Call would sit in the state legislative council and as Florida's delegate to Congress. He also was a brigadier general in the state militia and in 1836 became territorial governor. While governor, Call commanded troops in the Second Seminole War. He was dismissed as governor as a result of conflicts with the Van Buren administration, but he was re-appointed governor in 1841. Defeated for governor in 1845, he would not again hold public office.

Call frequently changed his political affiliations, being in turn a Democrat, Whig, Know-Nothing, and Constitutional Unionist. As the country lurched toward Civil War in the late 1850s and early 1860s, he remained an ardent Unionist.
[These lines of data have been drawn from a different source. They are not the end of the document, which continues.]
//! FILENAME: core/engine/src/pill.rs
//! PURPOSE: Field bindings ("pills") and the shelves that hold them.
//! CONTEXT: Shelf order is significant everywhere downstream: it drives drill
//! order, column order and series order.

use serde::{Deserialize, Serialize};

use crate::error::ModelError;
use crate::value::FieldValue;

// ============================================================================
// PILL ATTRIBUTES
// ============================================================================

/// What kind of field a pill binds.
#[derive(Debug, Clone, Copy, PartialEq, Eq, Hash, Serialize, Deserialize)]
#[serde(rename_all = "lowercase")]
pub enum PillType {
    Dimension,
    Measure,
    Datetime,
}

/// Aggregation applied to a measure pill.
#[derive(Debug, Clone, Copy, PartialEq, Eq, Hash, Serialize, Deserialize, Default)]
#[serde(rename_all = "SCREAMING_SNAKE_CASE")]
pub enum Aggregation {
    #[default]
    Sum,
    Avg,
    Count,
    CountDistinct,
    Min,
    Max,
    Median,
    PercentOfTotal,
}

impl Aggregation {
    /// Short label used in series names ("SUM(Sales)").
    pub fn label(&self) -> &'static str {
        match self {
            Aggregation::Sum => "SUM",
            Aggregation::Avg => "AVG",
            Aggregation::Count => "COUNT",
            Aggregation::CountDistinct => "COUNTD",
            Aggregation::Min => "MIN",
            Aggregation::Max => "MAX",
            Aggregation::Median => "MEDIAN",
            Aggregation::PercentOfTotal => "% OF TOTAL",
        }
    }
}

/// Display formatting attached to a measure pill.
#[derive(Debug, Clone, PartialEq, Eq, Serialize, Deserialize, Default)]
#[serde(rename_all = "camelCase")]
pub struct ValueFormat {
    #[serde(default, skip_serializing_if = "Option::is_none")]
    pub prefix: Option<String>,
    #[serde(default, skip_serializing_if = "Option::is_none")]
    pub suffix: Option<String>,
    /// Forces exactly this many fraction digits.
    #[serde(default, skip_serializing_if = "Option::is_none")]
    pub decimal_places: Option<u8>,
    /// Upper bound on fraction digits when `decimal_places` is unset.
    #[serde(default, skip_serializing_if = "Option::is_none")]
    pub maximum_fraction_digits: Option<u8>,
}

impl ValueFormat {
    pub fn with_decimal_places(decimal_places: u8) -> Self {
        ValueFormat {
            decimal_places: Some(decimal_places),
            ..Default::default()
        }
    }

    pub fn currency(symbol: &str) -> Self {
        ValueFormat {
            prefix: Some(symbol.to_string()),
            decimal_places: Some(2),
            ..Default::default()
        }
    }
}

// ============================================================================
// FILTERS
// ============================================================================

/// Filter condition carried by a filter pill.
#[derive(Debug, Clone, Copy, PartialEq, Eq, Hash, Serialize, Deserialize)]
#[serde(rename_all = "SCREAMING_SNAKE_CASE")]
pub enum FilterCondition {
    IsOneOf,
    IsNotOneOf,
    Equals,
    NotEquals,
    GreaterThan,
    LessThan,
    Between,
    Contains,
}

/// A filter bound to a pill: one condition, at least one value.
#[derive(Debug, Clone, PartialEq, Serialize, Deserialize)]
#[serde(rename_all = "camelCase")]
pub struct PillFilter {
    pub condition: FilterCondition,
    pub values: Vec<FieldValue>,
}

impl PillFilter {
    pub fn is_one_of(values: Vec<FieldValue>) -> Self {
        PillFilter {
            condition: FilterCondition::IsOneOf,
            values,
        }
    }
}

// ============================================================================
// PILL
// ============================================================================

/// A field reference bound to a shelf.
#[derive(Debug, Clone, PartialEq, Serialize, Deserialize)]
#[serde(rename_all = "camelCase")]
pub struct Pill {
    pub id: String,
    /// Field key in the dataset.
    pub name: String,
    /// Display label.
    #[serde(default)]
    pub simple_name: String,
    #[serde(rename = "type")]
    pub pill_type: PillType,
    #[serde(default, skip_serializing_if = "Option::is_none")]
    pub aggregation: Option<Aggregation>,
    #[serde(default, skip_serializing_if = "Option::is_none")]
    pub formatting: Option<ValueFormat>,
    #[serde(default, skip_serializing_if = "Option::is_none")]
    pub filter: Option<PillFilter>,
}

impl Pill {
    pub fn dimension(id: impl Into<String>, name: impl Into<String>) -> Self {
        let name = name.into();
        Pill {
            id: id.into(),
            simple_name: name.clone(),
            name,
            pill_type: PillType::Dimension,
            aggregation: None,
            formatting: None,
            filter: None,
        }
    }

    pub fn measure(id: impl Into<String>, name: impl Into<String>, aggregation: Aggregation) -> Self {
        let name = name.into();
        Pill {
            id: id.into(),
            simple_name: name.clone(),
            name,
            pill_type: PillType::Measure,
            aggregation: Some(aggregation),
            formatting: None,
            filter: None,
        }
    }

    pub fn with_formatting(mut self, formatting: ValueFormat) -> Self {
        self.formatting = Some(formatting);
        self
    }

    pub fn with_filter(mut self, filter: PillFilter) -> Self {
        self.filter = Some(filter);
        self
    }

    pub fn is_measure(&self) -> bool {
        self.pill_type == PillType::Measure
    }

    /// Label shown in legends and headers. Falls back to the field key.
    pub fn display_name(&self) -> &str {
        if self.simple_name.is_empty() {
            &self.name
        } else {
            &self.simple_name
        }
    }

    /// Checks the pill invariants: measures carry an aggregation, filters
    /// carry at least one value.
    pub fn validate(&self) -> Result<(), ModelError> {
        if self.is_measure() && self.aggregation.is_none() {
            return Err(ModelError::MissingAggregation(self.name.clone()));
        }
        if let Some(filter) = &self.filter {
            if filter.values.is_empty() {
                return Err(ModelError::EmptyFilterValues(self.name.clone()));
            }
        }
        Ok(())
    }
}

// ============================================================================
// SHELVES
// ============================================================================

/// Named shelf slots.
#[derive(Debug, Clone, Copy, PartialEq, Eq, Hash, Serialize, Deserialize)]
#[serde(rename_all = "camelCase")]
pub enum ShelfRole {
    Rows,
    Columns,
    Values,
    Values2,
    Category,
    Filters,
}

/// Shelf role -> ordered pills.
#[derive(Debug, Clone, PartialEq, Serialize, Deserialize, Default)]
#[serde(rename_all = "camelCase", default)]
pub struct Shelves {
    pub rows: Vec<Pill>,
    pub columns: Vec<Pill>,
    pub values: Vec<Pill>,
    pub values2: Vec<Pill>,
    pub category: Vec<Pill>,
    pub filters: Vec<Pill>,
}

impl Shelves {
    pub fn pills(&self, role: ShelfRole) -> &[Pill] {
        match role {
            ShelfRole::Rows => &self.rows,
            ShelfRole::Columns => &self.columns,
            ShelfRole::Values => &self.values,
            ShelfRole::Values2 => &self.values2,
            ShelfRole::Category => &self.category,
            ShelfRole::Filters => &self.filters,
        }
    }

    /// Dimensions eligible for drill-down: rows first, then columns.
    pub fn drillable_dimensions(&self) -> Vec<&Pill> {
        self.rows.iter().chain(self.columns.iter()).collect()
    }

    /// All measure pills in series order: primary values, then secondary.
    pub fn value_pills(&self) -> Vec<&Pill> {
        self.values.iter().chain(self.values2.iter()).collect()
    }

    pub fn find_value_pill(&self, name: &str) -> Option<&Pill> {
        self.values
            .iter()
            .chain(self.values2.iter())
            .find(|p| p.name == name)
    }

    pub fn has_dimensions(&self) -> bool {
        !self.rows.is_empty() || !self.columns.is_empty()
    }

    /// Validates every pill; pills on the filters shelf must carry a filter.
    pub fn validate(&self) -> Result<(), ModelError> {
        for role in [
            ShelfRole::Rows,
            ShelfRole::Columns,
            ShelfRole::Values,
            ShelfRole::Values2,
            ShelfRole::Category,
        ] {
            for pill in self.pills(role) {
                pill.validate()?;
            }
        }
        for pill in &self.filters {
            if pill.filter.is_none() {
                return Err(ModelError::MissingFilter(pill.name.clone()));
            }
            pill.validate()?;
        }
        Ok(())
    }
}
//! FILENAME: app/orchestrator/src/export.rs
//! PURPOSE: Export snapshots and the data-inspection row view.
//! CONTEXT: Exports go through the synchronous processor so they never wait
//! on, or race with, the live fetch of the same widget.

use engine::{apply_filters, ChartType, Dataset, ProcessedData, Row, Widget};
use serde::Serialize;

use crate::log_info;
use crate::logging::RENDER;
use crate::source::{SharedInputs, WidgetProcessor};

#[derive(Debug, Clone, PartialEq, Serialize)]
#[serde(rename_all = "camelCase")]
pub struct ExportSnapshot {
    pub widget_id: String,
    pub title: String,
    pub chart_type: ChartType,
    pub data: ProcessedData,
}

impl ExportSnapshot {
    pub fn to_json(&self) -> Result<String, serde_json::Error> {
        serde_json::to_string_pretty(self)
    }
}

pub fn export_snapshot(processor: &dyn WidgetProcessor, widget: &Widget, inputs: &SharedInputs) -> ExportSnapshot {
    let data = processor.process_widget_data(widget, inputs);
    log_info!(RENDER, "widget {} exported as {}", widget.id, data.kind());
    ExportSnapshot {
        widget_id: widget.id.clone(),
        title: widget.title.clone(),
        chart_type: widget.chart_type,
        data,
    }
}

/// Raw rows behind a widget after every filter that applies to it.
pub fn inspect_rows<'a>(dataset: &'a Dataset, widget: &Widget, inputs: &SharedInputs) -> Vec<&'a Row> {
    apply_filters(dataset, &inputs.filters_for(widget))
}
Though no supporter of the Republican Party, Call opposed secession in the weeks after Lincoln's election and published a pamphlet entitled An Address to the People of Florida from General R.K. Call in which he labeled disunion "'high treason against our constitutional government.'" Call sent a copy of his pamphlet to Edward Everett, a noted northern orator who had unsuccessfully run as vice-president on the Constitutional Union ticket in the election of 1860. In Everett's reply, reproduced here, he thanked Call for the pamphlet and suggested that the U.S. Congress, in an effort to prevent Civil War, might provide Lieutenant General Winfield Scott with dictatorial powers for six months.

Following Florida's withdrawal from the Union in early January 1861, secessionists taunted Call: "'Well, Governor, . . . we have done it!'"

Call replied prophetically, "'And what have you done? . . . You have opened the gates of Hell, from which shall flow the curses of the damned which shall sink you to perdition!'"(1)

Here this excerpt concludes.